* What you should do: Copy out, from the entries below, each line holding the string "Passthrough".

* Collected data:

== == ==

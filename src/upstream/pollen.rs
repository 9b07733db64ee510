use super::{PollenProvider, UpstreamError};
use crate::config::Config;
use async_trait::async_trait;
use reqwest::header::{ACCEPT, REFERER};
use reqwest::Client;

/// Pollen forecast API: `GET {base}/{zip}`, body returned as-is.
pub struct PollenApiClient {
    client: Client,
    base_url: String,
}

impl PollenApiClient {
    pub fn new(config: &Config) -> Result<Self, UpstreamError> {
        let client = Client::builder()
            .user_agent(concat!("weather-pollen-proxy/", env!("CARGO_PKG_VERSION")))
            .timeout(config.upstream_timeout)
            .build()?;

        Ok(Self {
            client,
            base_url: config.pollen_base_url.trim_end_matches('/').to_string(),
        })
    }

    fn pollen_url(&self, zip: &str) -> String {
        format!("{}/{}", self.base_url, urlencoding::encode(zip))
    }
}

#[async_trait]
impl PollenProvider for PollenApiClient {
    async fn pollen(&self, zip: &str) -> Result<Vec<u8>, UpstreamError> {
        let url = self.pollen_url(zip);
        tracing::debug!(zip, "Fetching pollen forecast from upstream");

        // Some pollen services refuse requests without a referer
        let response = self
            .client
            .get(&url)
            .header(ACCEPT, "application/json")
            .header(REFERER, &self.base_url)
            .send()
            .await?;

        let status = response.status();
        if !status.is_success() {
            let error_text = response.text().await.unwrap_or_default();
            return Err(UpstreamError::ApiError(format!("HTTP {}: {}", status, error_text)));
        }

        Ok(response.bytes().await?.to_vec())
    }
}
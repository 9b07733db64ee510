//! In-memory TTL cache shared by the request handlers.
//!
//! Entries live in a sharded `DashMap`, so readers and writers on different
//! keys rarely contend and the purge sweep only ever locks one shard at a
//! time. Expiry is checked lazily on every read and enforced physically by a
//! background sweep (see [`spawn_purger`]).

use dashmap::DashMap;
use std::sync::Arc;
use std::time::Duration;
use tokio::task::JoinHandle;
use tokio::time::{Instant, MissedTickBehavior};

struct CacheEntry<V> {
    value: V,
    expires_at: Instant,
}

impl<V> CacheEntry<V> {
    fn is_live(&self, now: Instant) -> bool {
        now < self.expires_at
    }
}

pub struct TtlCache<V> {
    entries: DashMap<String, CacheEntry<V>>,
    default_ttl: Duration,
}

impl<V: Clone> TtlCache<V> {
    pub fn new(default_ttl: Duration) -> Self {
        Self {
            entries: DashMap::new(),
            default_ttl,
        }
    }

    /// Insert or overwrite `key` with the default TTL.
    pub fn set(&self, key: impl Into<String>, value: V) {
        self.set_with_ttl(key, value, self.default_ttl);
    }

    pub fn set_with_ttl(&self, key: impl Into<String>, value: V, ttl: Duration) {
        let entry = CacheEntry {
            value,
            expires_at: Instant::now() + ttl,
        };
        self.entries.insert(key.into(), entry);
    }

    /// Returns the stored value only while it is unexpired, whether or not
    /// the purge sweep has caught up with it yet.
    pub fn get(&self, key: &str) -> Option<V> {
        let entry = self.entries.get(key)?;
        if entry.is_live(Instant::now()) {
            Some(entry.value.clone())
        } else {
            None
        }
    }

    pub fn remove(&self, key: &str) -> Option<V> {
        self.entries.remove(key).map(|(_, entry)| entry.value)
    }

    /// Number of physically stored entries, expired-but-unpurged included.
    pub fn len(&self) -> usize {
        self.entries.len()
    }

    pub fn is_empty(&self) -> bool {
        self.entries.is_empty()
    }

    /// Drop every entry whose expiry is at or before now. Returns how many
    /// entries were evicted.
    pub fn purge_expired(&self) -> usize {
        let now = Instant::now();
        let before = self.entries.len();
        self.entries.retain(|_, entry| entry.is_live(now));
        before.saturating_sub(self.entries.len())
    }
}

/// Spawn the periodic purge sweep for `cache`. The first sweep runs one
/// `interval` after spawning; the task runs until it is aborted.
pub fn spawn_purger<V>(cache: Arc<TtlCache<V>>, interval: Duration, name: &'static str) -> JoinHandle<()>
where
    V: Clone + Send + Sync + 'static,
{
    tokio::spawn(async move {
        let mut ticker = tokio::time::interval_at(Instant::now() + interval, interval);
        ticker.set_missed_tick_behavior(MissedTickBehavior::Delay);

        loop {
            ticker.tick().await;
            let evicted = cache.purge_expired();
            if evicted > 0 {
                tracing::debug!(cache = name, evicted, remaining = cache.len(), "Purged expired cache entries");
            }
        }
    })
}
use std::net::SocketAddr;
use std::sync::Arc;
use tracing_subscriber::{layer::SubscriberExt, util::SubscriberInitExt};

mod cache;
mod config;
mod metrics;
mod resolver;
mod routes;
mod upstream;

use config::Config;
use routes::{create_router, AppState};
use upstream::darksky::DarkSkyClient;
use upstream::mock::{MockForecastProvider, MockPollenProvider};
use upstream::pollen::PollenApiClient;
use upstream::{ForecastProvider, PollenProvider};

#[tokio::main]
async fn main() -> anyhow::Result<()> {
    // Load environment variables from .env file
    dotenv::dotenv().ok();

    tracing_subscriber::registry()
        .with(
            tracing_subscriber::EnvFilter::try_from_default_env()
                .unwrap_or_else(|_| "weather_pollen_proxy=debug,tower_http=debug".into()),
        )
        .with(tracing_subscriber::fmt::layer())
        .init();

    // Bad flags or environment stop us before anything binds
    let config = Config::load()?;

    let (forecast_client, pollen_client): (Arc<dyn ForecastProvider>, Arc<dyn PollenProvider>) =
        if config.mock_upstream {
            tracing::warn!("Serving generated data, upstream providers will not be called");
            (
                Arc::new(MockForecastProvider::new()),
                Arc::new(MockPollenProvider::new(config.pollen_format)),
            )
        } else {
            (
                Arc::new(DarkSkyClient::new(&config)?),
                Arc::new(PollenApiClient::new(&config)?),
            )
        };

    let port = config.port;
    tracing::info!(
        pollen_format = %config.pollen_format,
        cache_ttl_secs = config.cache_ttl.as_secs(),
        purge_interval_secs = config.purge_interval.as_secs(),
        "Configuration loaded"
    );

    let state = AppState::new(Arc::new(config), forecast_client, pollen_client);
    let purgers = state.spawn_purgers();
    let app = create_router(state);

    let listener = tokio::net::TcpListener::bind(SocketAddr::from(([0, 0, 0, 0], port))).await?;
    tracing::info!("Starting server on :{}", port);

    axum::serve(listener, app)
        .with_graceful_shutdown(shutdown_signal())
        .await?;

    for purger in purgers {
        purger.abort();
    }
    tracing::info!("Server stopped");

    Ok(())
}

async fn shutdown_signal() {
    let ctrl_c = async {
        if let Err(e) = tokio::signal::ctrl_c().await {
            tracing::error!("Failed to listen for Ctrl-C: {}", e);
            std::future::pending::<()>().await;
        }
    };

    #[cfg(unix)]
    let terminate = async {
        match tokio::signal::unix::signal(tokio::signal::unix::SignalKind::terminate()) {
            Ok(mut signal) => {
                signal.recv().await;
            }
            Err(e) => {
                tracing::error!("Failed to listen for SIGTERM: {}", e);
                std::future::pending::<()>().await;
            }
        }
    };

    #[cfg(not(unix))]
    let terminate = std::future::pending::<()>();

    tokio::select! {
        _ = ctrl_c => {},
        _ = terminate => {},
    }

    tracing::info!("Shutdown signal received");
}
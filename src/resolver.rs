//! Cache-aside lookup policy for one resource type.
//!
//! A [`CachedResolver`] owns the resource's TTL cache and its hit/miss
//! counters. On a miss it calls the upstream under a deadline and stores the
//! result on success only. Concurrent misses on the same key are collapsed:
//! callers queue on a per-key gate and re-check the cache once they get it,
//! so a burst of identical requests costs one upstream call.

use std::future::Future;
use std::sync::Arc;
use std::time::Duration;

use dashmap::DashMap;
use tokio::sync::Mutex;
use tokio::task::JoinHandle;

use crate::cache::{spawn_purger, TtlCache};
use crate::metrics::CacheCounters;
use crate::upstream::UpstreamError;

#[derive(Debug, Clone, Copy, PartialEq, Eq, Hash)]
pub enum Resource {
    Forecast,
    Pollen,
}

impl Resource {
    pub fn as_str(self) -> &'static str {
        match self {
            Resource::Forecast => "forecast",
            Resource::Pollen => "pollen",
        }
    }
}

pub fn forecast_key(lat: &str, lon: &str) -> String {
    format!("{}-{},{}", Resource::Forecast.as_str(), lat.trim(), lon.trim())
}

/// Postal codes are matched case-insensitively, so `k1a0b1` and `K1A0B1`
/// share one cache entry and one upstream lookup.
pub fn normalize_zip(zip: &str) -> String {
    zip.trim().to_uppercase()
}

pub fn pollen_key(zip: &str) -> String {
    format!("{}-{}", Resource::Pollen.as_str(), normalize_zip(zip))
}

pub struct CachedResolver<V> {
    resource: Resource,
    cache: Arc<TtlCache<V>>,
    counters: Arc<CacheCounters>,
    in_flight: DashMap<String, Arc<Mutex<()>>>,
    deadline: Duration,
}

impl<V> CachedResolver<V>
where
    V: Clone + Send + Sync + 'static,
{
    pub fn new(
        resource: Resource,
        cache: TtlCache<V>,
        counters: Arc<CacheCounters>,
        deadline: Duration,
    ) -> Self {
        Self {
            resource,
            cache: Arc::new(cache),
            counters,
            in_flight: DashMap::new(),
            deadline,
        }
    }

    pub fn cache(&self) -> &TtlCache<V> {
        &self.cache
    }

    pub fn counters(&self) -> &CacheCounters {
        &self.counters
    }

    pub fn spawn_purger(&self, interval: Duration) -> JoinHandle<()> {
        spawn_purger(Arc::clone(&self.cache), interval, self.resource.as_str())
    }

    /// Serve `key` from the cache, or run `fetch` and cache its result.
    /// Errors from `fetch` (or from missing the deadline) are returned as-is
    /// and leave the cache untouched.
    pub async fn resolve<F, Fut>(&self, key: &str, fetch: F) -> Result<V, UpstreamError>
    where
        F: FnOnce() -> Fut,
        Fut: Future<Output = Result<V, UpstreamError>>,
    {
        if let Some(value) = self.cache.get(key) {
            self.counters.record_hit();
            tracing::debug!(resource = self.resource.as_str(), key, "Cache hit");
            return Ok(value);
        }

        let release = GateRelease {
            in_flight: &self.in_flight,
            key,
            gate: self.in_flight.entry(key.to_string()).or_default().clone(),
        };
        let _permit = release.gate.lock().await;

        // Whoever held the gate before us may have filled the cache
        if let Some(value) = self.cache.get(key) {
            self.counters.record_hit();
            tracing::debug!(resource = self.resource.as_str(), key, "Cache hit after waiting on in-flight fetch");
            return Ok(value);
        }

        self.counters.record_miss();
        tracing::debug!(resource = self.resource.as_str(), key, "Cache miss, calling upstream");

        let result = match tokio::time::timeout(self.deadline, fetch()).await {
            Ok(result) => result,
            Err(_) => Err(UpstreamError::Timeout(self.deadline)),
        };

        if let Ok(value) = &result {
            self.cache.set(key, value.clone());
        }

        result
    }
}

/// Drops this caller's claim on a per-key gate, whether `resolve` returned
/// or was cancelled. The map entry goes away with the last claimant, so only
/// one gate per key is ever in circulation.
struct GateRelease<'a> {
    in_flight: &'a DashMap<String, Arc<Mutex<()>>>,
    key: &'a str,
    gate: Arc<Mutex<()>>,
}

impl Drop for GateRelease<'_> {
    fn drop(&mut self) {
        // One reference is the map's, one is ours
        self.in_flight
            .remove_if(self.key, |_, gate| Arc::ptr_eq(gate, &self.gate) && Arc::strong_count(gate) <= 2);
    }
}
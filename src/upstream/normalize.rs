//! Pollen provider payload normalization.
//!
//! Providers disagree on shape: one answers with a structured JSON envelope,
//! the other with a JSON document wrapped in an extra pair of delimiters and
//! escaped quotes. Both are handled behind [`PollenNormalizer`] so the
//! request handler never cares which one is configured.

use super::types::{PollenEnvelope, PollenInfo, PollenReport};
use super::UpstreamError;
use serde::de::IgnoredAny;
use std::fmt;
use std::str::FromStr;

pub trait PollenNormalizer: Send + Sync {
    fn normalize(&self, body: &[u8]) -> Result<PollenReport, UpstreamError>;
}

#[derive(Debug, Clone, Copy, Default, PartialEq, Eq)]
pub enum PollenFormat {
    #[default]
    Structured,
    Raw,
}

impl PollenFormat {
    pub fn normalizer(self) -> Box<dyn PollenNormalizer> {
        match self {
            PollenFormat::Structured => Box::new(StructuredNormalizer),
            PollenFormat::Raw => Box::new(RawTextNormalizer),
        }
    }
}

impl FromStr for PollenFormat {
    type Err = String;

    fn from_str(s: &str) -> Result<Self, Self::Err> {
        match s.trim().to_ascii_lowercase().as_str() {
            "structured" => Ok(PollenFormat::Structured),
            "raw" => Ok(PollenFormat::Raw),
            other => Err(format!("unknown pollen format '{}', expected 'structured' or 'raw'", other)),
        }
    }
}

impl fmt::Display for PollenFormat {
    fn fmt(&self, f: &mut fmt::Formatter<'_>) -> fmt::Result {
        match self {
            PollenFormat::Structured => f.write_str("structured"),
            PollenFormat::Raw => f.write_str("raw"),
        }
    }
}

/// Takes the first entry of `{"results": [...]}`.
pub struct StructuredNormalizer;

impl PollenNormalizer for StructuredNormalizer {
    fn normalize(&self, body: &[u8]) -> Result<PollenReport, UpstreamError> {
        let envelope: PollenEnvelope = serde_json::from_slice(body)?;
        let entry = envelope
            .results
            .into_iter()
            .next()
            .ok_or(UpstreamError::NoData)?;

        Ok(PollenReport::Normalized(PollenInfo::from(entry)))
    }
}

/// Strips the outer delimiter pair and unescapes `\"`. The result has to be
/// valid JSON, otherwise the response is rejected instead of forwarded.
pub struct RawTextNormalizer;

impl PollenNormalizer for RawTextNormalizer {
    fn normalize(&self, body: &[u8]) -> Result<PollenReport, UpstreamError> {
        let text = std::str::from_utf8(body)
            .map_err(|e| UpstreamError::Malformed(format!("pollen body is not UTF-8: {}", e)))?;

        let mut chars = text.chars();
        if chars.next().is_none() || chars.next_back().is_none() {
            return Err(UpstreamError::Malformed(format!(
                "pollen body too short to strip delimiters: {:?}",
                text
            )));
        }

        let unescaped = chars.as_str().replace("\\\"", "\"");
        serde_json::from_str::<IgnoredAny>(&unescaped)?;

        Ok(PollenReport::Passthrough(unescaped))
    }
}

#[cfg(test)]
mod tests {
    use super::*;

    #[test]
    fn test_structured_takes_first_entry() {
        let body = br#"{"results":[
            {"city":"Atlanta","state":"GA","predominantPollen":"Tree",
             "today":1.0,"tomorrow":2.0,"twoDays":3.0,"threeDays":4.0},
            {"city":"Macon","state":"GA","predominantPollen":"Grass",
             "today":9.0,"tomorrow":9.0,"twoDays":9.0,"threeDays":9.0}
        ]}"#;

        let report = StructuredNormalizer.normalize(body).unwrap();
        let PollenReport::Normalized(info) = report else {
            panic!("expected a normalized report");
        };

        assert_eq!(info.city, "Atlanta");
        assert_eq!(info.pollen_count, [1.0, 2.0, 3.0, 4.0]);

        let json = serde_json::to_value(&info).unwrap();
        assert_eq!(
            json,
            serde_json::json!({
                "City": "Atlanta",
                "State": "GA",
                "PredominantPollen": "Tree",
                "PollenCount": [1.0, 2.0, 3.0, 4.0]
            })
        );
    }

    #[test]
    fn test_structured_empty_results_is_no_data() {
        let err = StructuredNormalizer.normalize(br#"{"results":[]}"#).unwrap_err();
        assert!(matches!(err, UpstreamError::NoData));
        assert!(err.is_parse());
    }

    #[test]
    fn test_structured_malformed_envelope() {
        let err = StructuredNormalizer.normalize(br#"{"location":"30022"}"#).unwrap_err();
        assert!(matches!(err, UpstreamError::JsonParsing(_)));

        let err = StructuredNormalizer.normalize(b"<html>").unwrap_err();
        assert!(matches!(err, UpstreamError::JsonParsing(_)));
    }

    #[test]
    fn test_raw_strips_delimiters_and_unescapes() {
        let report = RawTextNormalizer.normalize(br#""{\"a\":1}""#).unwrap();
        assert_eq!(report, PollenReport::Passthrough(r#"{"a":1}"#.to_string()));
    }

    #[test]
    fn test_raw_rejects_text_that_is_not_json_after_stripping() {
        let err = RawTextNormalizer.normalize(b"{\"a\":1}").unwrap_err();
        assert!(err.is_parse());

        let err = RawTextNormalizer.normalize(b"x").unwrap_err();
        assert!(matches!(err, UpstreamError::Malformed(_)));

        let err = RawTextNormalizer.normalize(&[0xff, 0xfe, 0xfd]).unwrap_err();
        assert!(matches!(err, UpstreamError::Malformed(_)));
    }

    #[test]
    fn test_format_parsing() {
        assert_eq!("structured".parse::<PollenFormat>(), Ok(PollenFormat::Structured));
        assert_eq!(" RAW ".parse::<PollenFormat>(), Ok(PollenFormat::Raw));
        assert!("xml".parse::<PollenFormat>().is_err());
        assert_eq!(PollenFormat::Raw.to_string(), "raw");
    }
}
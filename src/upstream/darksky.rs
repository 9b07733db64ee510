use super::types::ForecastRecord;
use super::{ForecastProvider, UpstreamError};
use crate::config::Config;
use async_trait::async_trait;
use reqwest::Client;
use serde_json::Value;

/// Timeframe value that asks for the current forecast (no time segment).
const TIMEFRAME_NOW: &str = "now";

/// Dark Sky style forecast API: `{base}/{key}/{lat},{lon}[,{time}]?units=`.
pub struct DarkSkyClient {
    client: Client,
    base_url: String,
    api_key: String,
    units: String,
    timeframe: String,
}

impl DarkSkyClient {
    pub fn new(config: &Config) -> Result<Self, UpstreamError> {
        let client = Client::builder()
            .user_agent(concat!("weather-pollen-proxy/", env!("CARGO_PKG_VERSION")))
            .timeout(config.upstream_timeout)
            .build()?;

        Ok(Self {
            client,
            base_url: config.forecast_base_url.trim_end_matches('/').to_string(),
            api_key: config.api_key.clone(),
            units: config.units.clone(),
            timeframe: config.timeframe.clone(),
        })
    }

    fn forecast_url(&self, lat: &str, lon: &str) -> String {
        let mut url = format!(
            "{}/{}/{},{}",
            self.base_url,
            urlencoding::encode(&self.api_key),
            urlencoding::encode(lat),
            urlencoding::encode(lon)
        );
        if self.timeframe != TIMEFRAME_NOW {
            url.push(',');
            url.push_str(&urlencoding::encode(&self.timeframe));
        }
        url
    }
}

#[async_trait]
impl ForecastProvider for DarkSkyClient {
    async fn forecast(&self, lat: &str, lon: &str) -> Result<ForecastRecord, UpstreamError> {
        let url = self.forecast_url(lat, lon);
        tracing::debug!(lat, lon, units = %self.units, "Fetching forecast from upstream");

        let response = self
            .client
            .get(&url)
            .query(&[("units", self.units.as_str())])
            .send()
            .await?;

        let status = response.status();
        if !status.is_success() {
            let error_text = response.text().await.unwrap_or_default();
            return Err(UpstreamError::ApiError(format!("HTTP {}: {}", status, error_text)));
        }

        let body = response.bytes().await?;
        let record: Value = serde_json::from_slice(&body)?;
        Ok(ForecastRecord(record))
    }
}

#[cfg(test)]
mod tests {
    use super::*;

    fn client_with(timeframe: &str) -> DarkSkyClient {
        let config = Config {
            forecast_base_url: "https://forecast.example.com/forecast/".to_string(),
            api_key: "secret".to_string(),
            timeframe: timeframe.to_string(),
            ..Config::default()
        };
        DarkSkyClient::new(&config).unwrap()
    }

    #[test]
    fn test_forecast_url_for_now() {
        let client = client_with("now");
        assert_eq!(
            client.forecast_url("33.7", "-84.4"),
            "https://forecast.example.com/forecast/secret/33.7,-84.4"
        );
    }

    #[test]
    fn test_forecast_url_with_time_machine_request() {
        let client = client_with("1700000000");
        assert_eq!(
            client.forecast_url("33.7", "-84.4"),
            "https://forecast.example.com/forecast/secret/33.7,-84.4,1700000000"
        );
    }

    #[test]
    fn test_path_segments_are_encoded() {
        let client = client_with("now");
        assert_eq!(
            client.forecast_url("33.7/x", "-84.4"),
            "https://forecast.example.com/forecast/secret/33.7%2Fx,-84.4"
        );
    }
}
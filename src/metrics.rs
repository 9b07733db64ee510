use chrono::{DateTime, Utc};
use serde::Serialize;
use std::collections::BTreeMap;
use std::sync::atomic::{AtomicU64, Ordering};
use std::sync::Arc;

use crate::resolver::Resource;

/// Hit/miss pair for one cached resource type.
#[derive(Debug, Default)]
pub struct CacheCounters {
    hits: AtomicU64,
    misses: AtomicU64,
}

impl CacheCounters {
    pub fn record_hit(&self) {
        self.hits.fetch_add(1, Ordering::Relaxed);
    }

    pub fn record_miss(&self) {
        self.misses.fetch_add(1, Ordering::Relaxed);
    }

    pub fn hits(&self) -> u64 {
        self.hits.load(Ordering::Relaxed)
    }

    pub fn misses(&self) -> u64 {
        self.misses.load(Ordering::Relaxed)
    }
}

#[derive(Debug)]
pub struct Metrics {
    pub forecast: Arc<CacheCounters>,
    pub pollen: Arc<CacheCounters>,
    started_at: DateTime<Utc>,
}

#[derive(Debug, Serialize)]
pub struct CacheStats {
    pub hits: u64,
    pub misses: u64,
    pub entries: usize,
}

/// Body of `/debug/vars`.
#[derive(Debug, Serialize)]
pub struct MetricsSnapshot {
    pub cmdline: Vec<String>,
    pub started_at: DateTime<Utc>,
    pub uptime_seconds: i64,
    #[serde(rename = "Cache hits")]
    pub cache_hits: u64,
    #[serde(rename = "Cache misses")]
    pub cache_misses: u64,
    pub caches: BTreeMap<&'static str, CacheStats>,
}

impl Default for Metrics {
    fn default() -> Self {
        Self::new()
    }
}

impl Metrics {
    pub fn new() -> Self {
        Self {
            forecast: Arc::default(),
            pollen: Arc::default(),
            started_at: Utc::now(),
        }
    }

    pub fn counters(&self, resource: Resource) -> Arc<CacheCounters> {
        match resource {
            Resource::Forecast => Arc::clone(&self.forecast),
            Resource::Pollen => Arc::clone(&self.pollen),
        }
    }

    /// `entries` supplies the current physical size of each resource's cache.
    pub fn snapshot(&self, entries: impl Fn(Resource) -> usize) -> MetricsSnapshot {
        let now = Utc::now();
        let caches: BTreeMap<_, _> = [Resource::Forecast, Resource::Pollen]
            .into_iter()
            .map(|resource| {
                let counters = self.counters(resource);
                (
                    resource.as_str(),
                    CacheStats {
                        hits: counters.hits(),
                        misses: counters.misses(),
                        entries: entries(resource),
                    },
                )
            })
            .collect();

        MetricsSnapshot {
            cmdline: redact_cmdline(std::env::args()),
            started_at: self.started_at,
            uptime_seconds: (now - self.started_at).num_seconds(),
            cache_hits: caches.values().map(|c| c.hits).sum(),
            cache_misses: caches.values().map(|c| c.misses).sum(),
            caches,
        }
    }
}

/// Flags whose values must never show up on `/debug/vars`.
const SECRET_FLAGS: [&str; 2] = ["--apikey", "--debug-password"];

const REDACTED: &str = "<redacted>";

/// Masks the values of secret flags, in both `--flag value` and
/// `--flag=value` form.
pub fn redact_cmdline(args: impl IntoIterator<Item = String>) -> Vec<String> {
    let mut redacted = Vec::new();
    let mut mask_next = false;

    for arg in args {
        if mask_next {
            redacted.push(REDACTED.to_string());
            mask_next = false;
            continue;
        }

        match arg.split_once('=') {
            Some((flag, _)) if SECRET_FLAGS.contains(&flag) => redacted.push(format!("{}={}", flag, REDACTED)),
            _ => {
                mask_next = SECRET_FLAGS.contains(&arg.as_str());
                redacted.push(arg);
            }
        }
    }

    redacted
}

== == ==

* Solution for this exercise:
        Ok(PollenReport::Passthrough(unescaped))
        assert_eq!(report, PollenReport::Passthrough(r#"{"a":1}"#.to_string()));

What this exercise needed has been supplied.